The board in charge of Baltimore City’s police and fire department pension fund is considering firing Legg Mason as its money manager, displeased with what they called consistently poor performance.
The Baltimore-based investment firm was called before the board Tuesday morning to defend its decisions with the Baltimore City Fire and Police Retirement System’s portfolio. Since Legg’s hire just over four years ago, the portfolio’s value has dropped 3.02 percent, according to the firm’s portfolio manager.
Stephan Fugate, chairman of the system’s board of trustees, said the system has about $59 million invested with Legg Mason, and said they’ve lost about $3 million since hiring the firm.
“It’s been a friggin’ nightmare,” Fugate said. “I wanted to fire Legg Mason a year ago. But on the advice of our [financial] consultants … we as a board chose not to, to let it play out.”
Fugate said the board was pressured to take on Legg Mason several years ago by the O’Malley mayoral administration, which pushed them to look for a local money manager. O’Malley’s administration had no comment as of press time.

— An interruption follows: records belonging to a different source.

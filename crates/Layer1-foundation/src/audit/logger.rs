//! Audit Log - 감사 로그 기록 및 조회
//!
//! 메모리 링 버퍼를 기본으로 두고, `db_path`가 설정되면 SQLite에도 영구 기록한다.
//! 링은 `max_entries`를 넘으면 최신 `retain_entries`개만 남긴다.

use super::types::{AuditEntry, AuditId, AuditQuery, AuditResult, DispatchStage};
use crate::config::AuditConfig;
use crate::error::ErrorKind;
use rusqlite::{params, Connection};
use serde_json::Value;
use std::collections::VecDeque;
use std::path::Path;
use tokio::sync::Mutex;
use tracing::{debug, info, warn};

struct AuditState {
    ring: VecDeque<AuditEntry>,
    db: Option<Connection>,
}

/// 감사 로그
///
/// ## 사용법
///
/// ```ignore
/// use toolgate_foundation::audit::{AuditLog, AuditEntry, AuditQuery};
///
/// let log = AuditLog::in_memory();
/// log.record(AuditEntry::new("admin", "FileRead")).await?;
///
/// let entries = log.query(&AuditQuery::new().with_principal("admin")).await?;
/// ```
pub struct AuditLog {
    state: Mutex<AuditState>,
    max_entries: usize,
    retain_entries: usize,
}

impl AuditLog {
    /// 메모리 전용 로그
    pub fn in_memory() -> Self {
        Self::build(None, &AuditConfig::default())
    }

    /// 설정으로 생성 (`db_path`가 있으면 SQLite 연결)
    pub fn new(config: &AuditConfig) -> crate::Result<Self> {
        let db = match &config.db_path {
            Some(path) => Some(open_db(path)?),
            None => None,
        };
        Ok(Self::build(db, config))
    }

    /// SQLite 인메모리 DB 사용 (테스트용)
    pub fn with_sqlite_in_memory(config: &AuditConfig) -> crate::Result<Self> {
        let conn = Connection::open_in_memory()?;
        init_tables(&conn)?;
        Ok(Self::build(Some(conn), config))
    }

    fn build(db: Option<Connection>, config: &AuditConfig) -> Self {
        let max_entries = config.max_entries.max(1);
        Self {
            state: Mutex::new(AuditState {
                ring: VecDeque::new(),
                db,
            }),
            max_entries,
            retain_entries: config.retain_entries.clamp(1, max_entries),
        }
    }

    /// 엔트리 추가
    ///
    /// 링에는 항상 먼저 들어간다. SQLite 기록이 실패하면 에러를 반환하지만
    /// 엔트리는 링에 남아 조회할 수 있다.
    pub async fn record(&self, entry: AuditEntry) -> crate::Result<AuditId> {
        let mut state = self.state.lock().await;
        let id = entry.id.clone();

        debug!(
            audit_id = %id,
            principal = %entry.principal,
            tool = %entry.tool,
            result = entry.result.as_str(),
            "Audit entry recorded"
        );

        let persisted = match &state.db {
            Some(db) => insert_entry(db, &entry),
            None => Ok(()),
        };

        state.ring.push_back(entry);
        if state.ring.len() > self.max_entries {
            let excess = state.ring.len() - self.retain_entries;
            state.ring.drain(..excess);
        }

        persisted.map(|_| id)
    }

    /// 조건으로 조회 (최신순)
    ///
    /// SQLite 조회가 실패하면 메모리 링으로 대신한다.
    pub async fn query(&self, query: &AuditQuery) -> crate::Result<Vec<AuditEntry>> {
        let state = self.state.lock().await;

        if let Some(db) = &state.db {
            match query_db(db, query) {
                Ok(entries) => return Ok(entries),
                Err(e) => warn!(error = %e, "Audit database query failed, using in-memory entries"),
            }
        }

        let iter = state.ring.iter().rev().filter(|e| query.matches(e)).cloned();
        Ok(if query.limit == 0 {
            iter.collect()
        } else {
            iter.take(query.limit).collect()
        })
    }

    /// 최근 엔트리
    pub async fn recent(&self, limit: usize) -> crate::Result<Vec<AuditEntry>> {
        self.query(&AuditQuery::new().with_limit(limit)).await
    }

    /// 메모리 링의 엔트리 수
    pub async fn len(&self) -> usize {
        self.state.lock().await.ring.len()
    }

    pub async fn is_empty(&self) -> bool {
        self.len().await == 0
    }

    /// 전체 삭제
    pub async fn clear(&self) -> crate::Result<()> {
        let mut state = self.state.lock().await;
        state.ring.clear();
        if let Some(db) = &state.db {
            db.execute("DELETE FROM audit_log", [])?;
        }
        info!("Audit log cleared");
        Ok(())
    }
}

// ============================================================================
// SQLite
// ============================================================================

fn open_db(path: &Path) -> crate::Result<Connection> {
    if let Some(parent) = path.parent() {
        std::fs::create_dir_all(parent)?;
    }
    let conn = Connection::open(path)?;
    init_tables(&conn)?;
    info!(db_path = %path.display(), "Audit database opened");
    Ok(conn)
}

fn init_tables(db: &Connection) -> crate::Result<()> {
    db.execute(
        r#"
        CREATE TABLE IF NOT EXISTS audit_log (
            seq INTEGER PRIMARY KEY AUTOINCREMENT,
            id TEXT NOT NULL UNIQUE,
            timestamp TEXT NOT NULL,
            principal TEXT NOT NULL,
            tool TEXT NOT NULL,
            args TEXT NOT NULL,
            result TEXT NOT NULL,
            stage TEXT NOT NULL,
            error_code TEXT,
            message TEXT,
            duration_ms INTEGER NOT NULL
        )
        "#,
        [],
    )?;
    db.execute(
        "CREATE INDEX IF NOT EXISTS idx_audit_principal ON audit_log(principal)",
        [],
    )?;
    db.execute(
        "CREATE INDEX IF NOT EXISTS idx_audit_tool ON audit_log(tool)",
        [],
    )?;
    Ok(())
}

fn insert_entry(db: &Connection, entry: &AuditEntry) -> crate::Result<()> {
    db.execute(
        r#"
        INSERT INTO audit_log (
            id, timestamp, principal, tool, args, result, stage, error_code, message, duration_ms
        ) VALUES (?1, ?2, ?3, ?4, ?5, ?6, ?7, ?8, ?9, ?10)
        "#,
        params![
            entry.id.0,
            entry.timestamp.to_rfc3339(),
            entry.principal,
            entry.tool,
            serde_json::to_string(&entry.args)?,
            entry.result.as_str(),
            entry.stage.as_str(),
            entry.error_code.map(|c| c.as_str()),
            entry.message,
            entry.duration_ms as i64,
        ],
    )?;
    Ok(())
}

fn query_db(db: &Connection, query: &AuditQuery) -> crate::Result<Vec<AuditEntry>> {
    let mut sql = String::from("SELECT * FROM audit_log WHERE 1=1");
    let mut params_vec: Vec<Box<dyn rusqlite::ToSql>> = Vec::new();

    if let Some(ref principal) = query.principal {
        sql.push_str(" AND principal = ?");
        params_vec.push(Box::new(principal.clone()));
    }
    if let Some(ref tool) = query.tool {
        sql.push_str(" AND tool = ?");
        params_vec.push(Box::new(tool.clone()));
    }

    sql.push_str(" ORDER BY seq DESC");
    if query.limit > 0 {
        sql.push_str(&format!(" LIMIT {}", query.limit));
    }

    let params_refs: Vec<&dyn rusqlite::ToSql> = params_vec.iter().map(|p| p.as_ref()).collect();

    let mut stmt = db.prepare(&sql)?;
    let entries = stmt
        .query_map(params_refs.as_slice(), row_to_entry)?
        .collect::<Result<Vec<_>, _>>()?;
    Ok(entries)
}

fn row_to_entry(row: &rusqlite::Row) -> rusqlite::Result<AuditEntry> {
    let timestamp: String = row.get("timestamp")?;
    let args: String = row.get("args")?;
    let result: String = row.get("result")?;
    let stage: String = row.get("stage")?;
    let error_code: Option<String> = row.get("error_code")?;
    let duration_ms: i64 = row.get("duration_ms")?;

    Ok(AuditEntry {
        id: AuditId(row.get("id")?),
        timestamp: chrono::DateTime::parse_from_rfc3339(&timestamp)
            .map(|dt| dt.with_timezone(&chrono::Utc))
            .unwrap_or_else(|_| chrono::Utc::now()),
        principal: row.get("principal")?,
        tool: row.get("tool")?,
        args: serde_json::from_str(&args).unwrap_or(Value::Null),
        result: AuditResult::parse(&result),
        stage: DispatchStage::parse(&stage).unwrap_or(DispatchStage::Failed),
        error_code: error_code.as_deref().and_then(ErrorKind::parse),
        message: row.get("message")?,
        duration_ms: duration_ms.max(0) as u64,
    })
}

#[cfg(test)]
mod tests {
    use super::*;
    use serde_json::json;

    fn entry(principal: &str, tool: &str) -> AuditEntry {
        AuditEntry::new(principal, tool)
    }

    #[tokio::test]
    async fn test_record_and_query_filters() {
        let log = AuditLog::in_memory();
        log.record(entry("admin", "FileRead")).await.unwrap();
        log.record(entry("user", "FileRead")).await.unwrap();
        log.record(entry("admin", "ExecuteCommand")).await.unwrap();

        let admin = log
            .query(&AuditQuery::new().with_principal("admin"))
            .await
            .unwrap();
        assert_eq!(admin.len(), 2);
        // 최신순
        assert_eq!(admin[0].tool, "ExecuteCommand");

        let reads = log
            .query(&AuditQuery::new().with_tool("FileRead").with_limit(1))
            .await
            .unwrap();
        assert_eq!(reads.len(), 1);
        assert_eq!(reads[0].principal, "user");
    }

    #[tokio::test]
    async fn test_ring_trim() {
        let config = AuditConfig {
            db_path: None,
            max_entries: 10,
            retain_entries: 5,
        };
        let log = AuditLog::new(&config).unwrap();
        for i in 0..11 {
            log.record(entry("p", &format!("t{}", i))).await.unwrap();
        }
        assert_eq!(log.len().await, 5);
        let newest = log.recent(1).await.unwrap();
        assert_eq!(newest[0].tool, "t10");
    }

    #[tokio::test]
    async fn test_sqlite_roundtrip() {
        let log = AuditLog::with_sqlite_in_memory(&AuditConfig::default()).unwrap();
        let failed = entry("readonly", "FileWrite")
            .with_args(json!({ "path": "x", "content": "hidden" }).as_object().unwrap())
            .with_failure(
                AuditResult::Denied,
                DispatchStage::Validated,
                ErrorKind::PermissionDenied,
                "nope",
            );
        log.record(failed).await.unwrap();
        log.record(entry("admin", "FileRead")).await.unwrap();

        let rows = log
            .query(&AuditQuery::new().with_principal("readonly"))
            .await
            .unwrap();
        assert_eq!(rows.len(), 1);
        assert_eq!(rows[0].result, AuditResult::Denied);
        assert_eq!(rows[0].error_code, Some(ErrorKind::PermissionDenied));
        assert_eq!(rows[0].args["content"], "***");

        log.clear().await.unwrap();
        assert!(log.recent(0).await.unwrap().is_empty());
    }

    #[tokio::test]
    async fn test_database_failure_keeps_entry() {
        let log = AuditLog::with_sqlite_in_memory(&AuditConfig::default()).unwrap();
        {
            let state = log.state.lock().await;
            state
                .db
                .as_ref()
                .unwrap()
                .execute("DROP TABLE audit_log", [])
                .unwrap();
        }

        assert!(log.record(entry("admin", "FileRead")).await.is_err());
        assert_eq!(log.len().await, 1);

        let rows = log.recent(0).await.unwrap();
        assert_eq!(rows.len(), 1);
        assert_eq!(rows[0].tool, "FileRead");
    }
}
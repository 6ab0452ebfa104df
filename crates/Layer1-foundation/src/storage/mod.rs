//! Storage module for toolgate
//!
//! - `json`: JSON - 설정/권한 테이블 파일 저장/로드
//!
//! 감사 로그의 SQLite 저장은 `audit` 모듈이, 스냅샷 저장은 core의 `history`가 소유한다.

pub(crate) mod json;

pub use json::JsonStore;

“Legg was hired at a time when without that pressure, they might not have even been considered,” Fugate said.
Tim McGurkin and Sam Peters, portfolio managers with Legg subsidiary Legg Mason Capital Management, urged the board to hold the line and ride out the current tough market.
Legg’s value philosophy looks to beat the stock market by investing in companies they feel are undervalued, and reaping the rewards.
Peters conceded the firm had made several mistakes in handling the city portfolio, including a failure to diversify into things like energy commodities and gold.
“You guys are enduring a lot of pain,” Peters said. “Value stocks are getting killed. When things go the other way, when value strategy comes back … you gain a lot of ground.”
Legg Mason’s Value Trust is overseen by Bill Miller, chairman of Legg Mason Capital Management and the firm’s star money manager. The $9.18 billion fund is down 36 percent from last year, ahead of an 18 percent loss for the S&P 500.
A firing by the city police and fire fund would be the latest setback in a rough year for Miller.
Miller’s Legg Mason Capital Management purchased shares of Freddie Mac this summer to become the company’s largest shareholder, months before the ailing company was placed under government control.
Miller and Legg Mason founder Raymond “Chip” Mason could not be reached for comment Tuesday.
On Monday, Legg Mason took another blow when Wall Street investment giant Lehman Brothers filed for bankruptcy. A Legg Mason subsidiary, ClearBridge Advisors, was a major Lehman shareholder, with 39 million shares, or as much as 6 percent of the firm, as of June 30.
Board member Ted Weintraub asked the multibillion-dollar question: Could Legg Mason tumble like Lehman? The board’s financial consultants didn’t think so.
“I don’t think they’re anywhere close to folding,” said Christopher Tocco, vice president of St. Louis-based Summit Strategies Group. “You don’t hear their name like you hear Merrill Lynch, AIG, Freddie, Fannie. They seem insulated from this. Though Bill Miller’s not doing well, they have a strong asset management business.”